Downfield MRS

Profiting from SNR gain as well as increased spectral resolution, detection and quantification of an increasing number of metabolites becomes feasible at high (3T) and ultra-high field (7T) strength. While these advantages have been exploited for the upfield part of the human cerebral ¹H spectrum, the downfield part (5-10ppm) where protons bound to carbon atoms in aromatic compounds, as well as amide protons can be observed, is still poorly characterized. Additional metabolites in comparison to the upfield spectrum such as ATP and homocarnosine (hCs) should be detectable; the amide protons of the NH₂ group in glutamine (Gln) should allow its unambiguous distinction from glutamate. Potentially, additional resonances visible in the downfield part as well as changes in the chemical exchange rates of amide protons and the chemical shift of the imidazole ring resonances of hCs might become important disease markers. Prominent examples are the accumulation of phenylalanine in neuronal tissue of patients suffering from phenylketonuria or of Gln in hyperammonemia.
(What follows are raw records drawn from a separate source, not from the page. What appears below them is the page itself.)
//! Per-frame memoization
//!
//! Queries such as "is this source on screen" or "did this transform move"
//! are issued from several call sites within one frame (dirty checks, then
//! the bake itself). `FrameCache` answers them once per frame.
//!
//! Entries are stamped with the generation they were written in. The host
//! calls [`FrameCache::begin_frame`] exactly once per rendered frame; any entry
//! whose stamp differs from the current generation is treated as absent.

use rustc_hash::FxHashMap;
use std::hash::Hash;

/// Values that can be memoized
#[derive(Clone, Copy, Debug, PartialEq)]
pub enum FrameValue {
    Bool(bool),
    UInt(u64),
    Float(f32),
}

/// Conversion to and from [`FrameValue`]
pub trait FrameCached: Sized + Copy {
    fn into_value(self) -> FrameValue;
    fn from_value(value: FrameValue) -> Option<Self>;
}

impl FrameCached for bool {
    fn into_value(self) -> FrameValue {
        FrameValue::Bool(self)
    }

    fn from_value(value: FrameValue) -> Option<Self> {
        match value {
            FrameValue::Bool(v) => Some(v),
            _ => None,
        }
    }
}

impl FrameCached for u64 {
    fn into_value(self) -> FrameValue {
        FrameValue::UInt(self)
    }

    fn from_value(value: FrameValue) -> Option<Self> {
        match value {
            FrameValue::UInt(v) => Some(v),
            _ => None,
        }
    }
}

impl FrameCached for f32 {
    fn into_value(self) -> FrameValue {
        FrameValue::Float(self)
    }

    fn from_value(value: FrameValue) -> Option<Self> {
        match value {
            FrameValue::Float(v) => Some(v),
            _ => None,
        }
    }
}

/// Key: object identity, computation tag and an optional sub-key
#[derive(Clone, Copy, Debug, PartialEq, Eq, Hash)]
pub struct FrameKey<K> {
    pub object: K,
    pub tag: &'static str,
    pub sub_key: u64,
}

#[derive(Clone, Copy, Debug)]
struct Entry {
    generation: u64,
    value: FrameValue,
}

/// Generation-stamped memo table
#[derive(Debug)]
pub struct FrameCache<K: Eq + Hash> {
    generation: u64,
    entries: FxHashMap<FrameKey<K>, Entry>,
    hits: u64,
    misses: u64,
}

impl<K: Eq + Hash + Copy> Default for FrameCache<K> {
    fn default() -> Self {
        Self::new()
    }
}

impl<K: Eq + Hash + Copy> FrameCache<K> {
    pub fn new() -> Self {
        Self {
            generation: 0,
            entries: FxHashMap::default(),
            hits: 0,
            misses: 0,
        }
    }

    /// Current frame generation
    pub fn generation(&self) -> u64 {
        self.generation
    }

    /// Start a new frame. Every entry written before this call becomes stale.
    pub fn begin_frame(&mut self) {
        self.generation = self.generation.wrapping_add(1);
        self.entries.clear();
    }

    pub fn get<T: FrameCached>(&mut self, object: K, tag: &'static str) -> Option<T> {
        self.get_with(object, tag, 0)
    }

    pub fn get_with<T: FrameCached>(&mut self, object: K, tag: &'static str, sub_key: u64) -> Option<T> {
        let key = FrameKey {
            object,
            tag,
            sub_key,
        };
        match self.entries.get(&key) {
            Some(entry) if entry.generation == self.generation => {
                self.hits += 1;
                T::from_value(entry.value)
            }
            _ => {
                self.misses += 1;
                None
            }
        }
    }

    pub fn set<T: FrameCached>(&mut self, object: K, tag: &'static str, value: T) {
        self.set_with(object, tag, 0, value);
    }

    pub fn set_with<T: FrameCached>(&mut self, object: K, tag: &'static str, sub_key: u64, value: T) {
        self.entries.insert(
            FrameKey {
                object,
                tag,
                sub_key,
            },
            Entry {
                generation: self.generation,
                value: value.into_value(),
            },
        );
    }

    /// Whether a value was recorded for the key this frame.
    pub fn contains(&self, object: K, tag: &'static str) -> bool {
        let key = FrameKey {
            object,
            tag,
            sub_key: 0,
        };
        self.entries
            .get(&key)
            .is_some_and(|e| e.generation == self.generation)
    }

    /// Return the memoized value or compute, store and return it.
    pub fn get_or_insert_with<T: FrameCached>(
        &mut self,
        object: K,
        tag: &'static str,
        sub_key: u64,
        compute: impl FnOnce() -> T,
    ) -> T {
        if let Some(v) = self.get_with(object, tag, sub_key) {
            return v;
        }
        let v = compute();
        self.set_with(object, tag, sub_key, v);
        v
    }

    /// (hits, misses) since creation
    pub fn stats(&self) -> (u64, u64) {
        (self.hits, self.misses)
    }
}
In this project, the complimentary information content of downfield spectra shall be assessed at 7T in order to improve spatial specificity and spectral resolution. To that ultra-high field related problems have to be overcome such as shortened T₂ relaxation times and chemical shift displacement artefact, B₁ and B₀ inhomogeneity and artifacts such as gradient modulation sidebands have to be excluded.

To assist and validate assignments of downfield resonances 7T downfield MR spectra will be compared to corresponding spectra recorded at lower field strength and characterized regarding relaxation behaviour and in view of chemical exchange with water. Additional insight might be provided by pH titration series in phantoms and nutrition or infusion studies that might lead to an increase of the intensity of specific downfield resonance lines.